[Information provided Boundary: Start]
impl SystemTheme {
    /// Creates a theme lookup over the standard XDG search roots.
    ///
    /// When `theme` is `None` the first installed of `breeze`, `Adwaita`
    /// and `hicolor` is used.
    #[must_use]
    pub fn new(theme: Option<&str>, size: u32, prefer_scalable: bool) -> Self {
        Self::with_roots(
            theme,
            size,
            prefer_scalable,
            default_search_roots(),
            Some(PathBuf::from("/usr/share/pixmaps")),
        )
    }

    /// Creates a theme lookup over explicit search roots.
    #[must_use]
    pub fn with_roots(
        theme: Option<&str>,
        size: u32,
        prefer_scalable: bool,
        roots: Vec<PathBuf>,
        pixmaps: Option<PathBuf>,
    ) -> Self {
        let theme = match theme {
            Some(name) => name.to_string(),
            None => detect_theme(&roots),
        };
        Self {
            theme,
            size,
            prefer_scalable,
            roots,
            pixmaps,
            search_order: OnceLock::new(),
        }
    }

    /// Returns the theme name.
    #[must_use]
    pub fn theme(&self) -> &str {
        &self.theme
    }

    /// Returns true if the theme directory exists under some root.
    #[must_use]
    pub fn is_available(&self) -> bool {
        self.theme_dirs(&self.theme).next().is_some()
    }

    /// Resolves a symbolic name to an icon file.
    ///
    /// Mapped freedesktop names are tried first, then the raw name.
    ///
    /// # Errors
    ///
    /// Returns an error if a theme directory exists but cannot be read.
    pub fn lookup(&self, name: &str) -> Result<Option<PathBuf>, IconError> {
        if !self.is_available() {
            return Ok(None);
        }

        let candidates = candidate_names(name);

        for dir in self.search_order()? {
            if let Some(found) = find_in_dir(dir, &candidates) {
                debug!("Theme '{}' provides '{}' at {}", self.theme, name, found.display());
                return Ok(Some(found));
            }
        }

        Ok(self
            .pixmaps
            .as_deref()
            .and_then(|dir| find_in_dir(dir, &candidates)))
    }

    /// Lists icon names in the theme itself (not inherited themes).
    ///
    /// # Errors
    ///
    /// Returns an error if a theme directory cannot be read.
    pub fn list_icons(&self) -> Result<Vec<String>, IconError> {
        let mut names = Vec::new();
        for theme_dir in self.theme_dirs(&self.theme) {
            for dir in self.ordered_subdirs(&theme_dir)? {
                let Ok(entries) = std::fs::read_dir(&dir) else {
                    continue;
                };
                for entry in entries.filter_map(Result::ok) {
                    let path = entry.path();
                    let has_icon_ext = path
                        .extension()
                        .and_then(|e| e.to_str())
                        .is_some_and(|e| EXTENSIONS.contains(&e));
                    if let (true, Some(stem)) = (has_icon_ext, path.file_stem()) {
                        names.push(stem.to_string_lossy().into_owned());
                    }
                }
            }
        }
        names.sort();
        names.dedup();
        Ok(names)
    }

    /// Returns the theme followed by its `Inherits=` ancestors, ending at `hicolor`.
    #[must_use]
    pub fn inheritance_chain(&self) -> Vec<String> {
        let mut chain = Vec::new();
        let mut seen = HashSet::new();
        let mut queue = VecDeque::from([self.theme.clone()]);

        while let Some(theme) = queue.pop_front() {
            if !seen.insert(theme.clone()) {
                continue;
            }
            queue.extend(self.read_inherits(&theme));
            chain.push(theme);
        }

        if !seen.contains(HICOLOR) {
            chain.push(HICOLOR.to_string());
        }
        chain
    }

    /// Icon directories of the whole inheritance chain, in lookup order.
    fn search_order(&self) -> Result<&[PathBuf], IconError> {
        if let Some(order) = self.search_order.get() {
            return Ok(order.as_slice());
        }

        let mut order = Vec::new();
        for theme in self.inheritance_chain() {
            for theme_dir in self.theme_dirs(&theme) {
                order.extend(self.ordered_subdirs(&theme_dir)?);
            }
        }
        debug!("Theme '{}' searches {} directories", self.theme, order.len());
        Ok(self.search_order.get_or_init(|| order).as_slice())
    }

    fn theme_dirs<'a>(&'a self, theme: &'a str) -> impl Iterator<Item = PathBuf> + 'a {
        self.roots
            .iter()
            .map(move |root| root.join(theme))
            .filter(|dir| dir.is_dir())
    }

    fn read_inherits(&self, theme: &str) -> Vec<String> {
        self.theme_dirs(theme)
            .find_map(|dir| read_index(&dir))
            .map(|index| index.inherits)
            .unwrap_or_default()
    }

    /// Returns the icon directories of one theme dir, best match first.
    fn ordered_subdirs(&self, theme_dir: &Path) -> Result<Vec<PathBuf>, IconError> {
        let mut dirs = match read_index(theme_dir) {
            Some(index) if !index.directories.is_empty() => index.directories,
            _ => scan_layout(theme_dir)?,
        };

        dirs.sort_by_cached_key(|dir| (self.rank(dir), dir.path.clone()));
        Ok(dirs.into_iter().map(|dir| dir.path).collect())
    }

    /// Sort key: preferred scalable dirs, size distance, scale mismatch, fixed before scalable.
    fn rank(&self, dir: &IconDir) -> (bool, u32, bool, bool) {
        let scalable = dir.kind == DirType::Scalable;
        (
            !(scalable && self.prefer_scalable),
            dir.size_distance(self.size),
            dir.scale != 1,
            scalable,
        )
    }
}

// ============================================================================
// index.theme
// ============================================================================

/// How a directory's icons may be scaled, from `Type=`.
#[derive(Debug, Clone, Copy, PartialEq, Eq)]
enum DirType {
    Fixed,
    Scalable,
    Threshold,
}

/// One icon directory of a theme.
#[derive(Debug, Clone, PartialEq, Eq)]
struct IconDir {
    path: PathBuf,
    size: u32,
    scale: u32,
    kind: DirType,
    min_size: u32,
    max_size: u32,
    threshold: u32,
}

impl IconDir {
    /// Builds a directory from its `index.theme` section; `None` without `Size=`.
    fn from_section(theme_dir: &Path, name: &str, keys: &HashMap<String, String>) -> Option<Self> {
        let number = |key: &str| keys.get(key).and_then(|v| v.parse::<u32>().ok());
        let size = number("Size")?;
        let kind = match keys.get("Type").map(String::as_str) {
            Some("Fixed") => DirType::Fixed,
            Some("Scalable") => DirType::Scalable,
            _ => DirType::Threshold,
        };
        Some(Self {
            path: theme_dir.join(name),
            size,
            scale: number("Scale").unwrap_or(1).max(1),
            kind,
            min_size: number("MinSize").unwrap_or(size),
            max_size: number("MaxSize").unwrap_or(size),
            threshold: number("Threshold").unwrap_or(DEFAULT_THRESHOLD),
        })
    }

    /// Distance in pixels between this directory and a requested size at scale 1.
    fn size_distance(&self, requested: u32) -> u32 {
        let scaled = |v: u32| v.saturating_mul(self.scale);
        match self.kind {
            DirType::Fixed => scaled(self.size).abs_diff(requested),
            DirType::Scalable => {
                outside(requested, scaled(self.min_size), scaled(self.max_size))
            }
            DirType::Threshold => {
                let low = scaled(self.size.saturating_sub(self.threshold));
                let high = scaled(self.size.saturating_add(self.threshold));
                outside(requested, low, high)
            }
        }
    }
}

/// How far `value` lies outside `low..=high`.
fn outside(value: u32, low: u32, high: u32) -> u32 {
    if value < low {
        low - value
    } else if value > high {
        value - high
    } else {
        0
    }
}

/// The parts of an `index.theme` file the lookup uses.
#[derive(Debug, Default, Clone, PartialEq, Eq)]
struct ThemeIndex {
    inherits: Vec<String>,
    directories: Vec<IconDir>,
}

fn read_index(theme_dir: &Path) -> Option<ThemeIndex> {
    let content = std::fs::read_to_string(theme_dir.join("index.theme")).ok()?;
    Some(parse_index(theme_dir, &content))
}

/// Parses an `index.theme`. Keys before any section header count as `[Icon Theme]`.
fn parse_index(theme_dir: &Path, content: &str) -> ThemeIndex {
    let mut sections: HashMap<String, HashMap<String, String>> = HashMap::new();
    let mut current = THEME_SECTION.to_string();

    for line in content.lines().map(str::trim) {
        if line.is_empty() || line.starts_with('#') {
            continue;
        }
        if let Some(name) = line.strip_prefix('[').and_then(|l| l.strip_suffix(']')) {
            current = name.trim().to_string();
            continue;
        }
        if let Some((key, value)) = line.split_once('=') {
            sections
                .entry(current.clone())
                .or_default()
                .insert(key.trim().to_string(), value.trim().to_string());
        }
    }

    let list = |key: &str| -> Vec<String> {
        sections
            .get(THEME_SECTION)
            .and_then(|keys| keys.get(key))
            .map(|value| {
                value
                    .split(',')
                    .map(str::trim)
                    .filter(|s| !s.is_empty())
                    .map(str::to_string)
                    .collect()
            })
            .unwrap_or_default()
    };

    let mut names = list("Directories");
    names.extend(list("ScaledDirectories"));
    let mut seen = HashSet::new();
    let directories = names
        .iter()
        .filter(|name| seen.insert(name.as_str()))
        .filter_map(|name| IconDir::from_section(theme_dir, name, sections.get(name)?))
        .collect();

    ThemeIndex {
        inherits: list("Inherits"),
        directories,
    }
}
//! Cancellation of blocking daemon waits.
//!
//! A [`CancelToken`] wraps a zero-capacity crossbeam channel whose only
//! sender is shared by every clone. Cancelling drops that sender, which
//! disconnects every receiver at once, so a wait loop can `select!` on the
//! receiver alongside its poll interval.

use std::sync::{Arc, Mutex, PoisonError};

use crossbeam_channel::{bounded, Receiver, Sender, TryRecvError};

/// Cloneable handle that ends an in-flight send early.
#[derive(Debug, Clone)]
pub struct CancelToken {
    sender: Arc<Mutex<Option<Sender<()>>>>,
    receiver: Receiver<()>,
}

impl CancelToken {
    /// Creates a token that is not cancelled.
    #[must_use]
    pub fn new() -> Self {
        let (sender, receiver) = bounded(0);
        Self {
            sender: Arc::new(Mutex::new(Some(sender))),
            receiver,
        }
    }

    /// Cancels every wait observing this token or one of its clones.
    pub fn cancel(&self) {
        self.sender
            .lock()
            .unwrap_or_else(PoisonError::into_inner)
            .take();
    }

    /// Returns true once [`cancel`](Self::cancel) has been called.
    #[must_use]
    pub fn is_cancelled(&self) -> bool {
        matches!(self.receiver.try_recv(), Err(TryRecvError::Disconnected))
    }

    /// Receiver that becomes disconnected on cancellation.
    #[must_use]
    pub fn receiver(&self) -> &Receiver<()> {
        &self.receiver
    }
}

impl Default for CancelToken {
    fn default() -> Self {
        Self::new()
    }
}

#[cfg(test)]
mod tests {
    use super::*;
    use std::time::Duration;

    #[test]
    fn test_new_token_is_not_cancelled() {
        let token = CancelToken::new();
        assert!(!token.is_cancelled());
    }

    #[test]
    fn test_cancel_reaches_clones() {
        let token = CancelToken::new();
        let clone = token.clone();
        clone.cancel();
        assert!(token.is_cancelled());
        assert!(clone.is_cancelled());
    }

    #[test]
    fn test_cancel_is_idempotent() {
        let token = CancelToken::new();
        token.cancel();
        token.cancel();
        assert!(token.is_cancelled());
    }

    #[test]
    fn test_cancel_wakes_blocked_receiver() {
        let token = CancelToken::new();
        let waiter = token.clone();
        let handle = std::thread::spawn(move || {
            matches!(
                waiter.receiver().recv_timeout(Duration::from_secs(5)),
                Err(crossbeam_channel::RecvTimeoutError::Disconnected)
            )
        });

        std::thread::sleep(Duration::from_millis(20));
        token.cancel();
        assert!(handle.join().unwrap());
        assert!(token.is_cancelled());
    }
}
[Information provided Boundary: End]
## Work to complete
Search the data above for the word "extend" and show every line that has it.

## Exercise output
            queue.extend(self.read_inherits(&theme));
                order.extend(self.ordered_subdirs(&theme_dir)?);
    names.extend(list("ScaledDirectories"));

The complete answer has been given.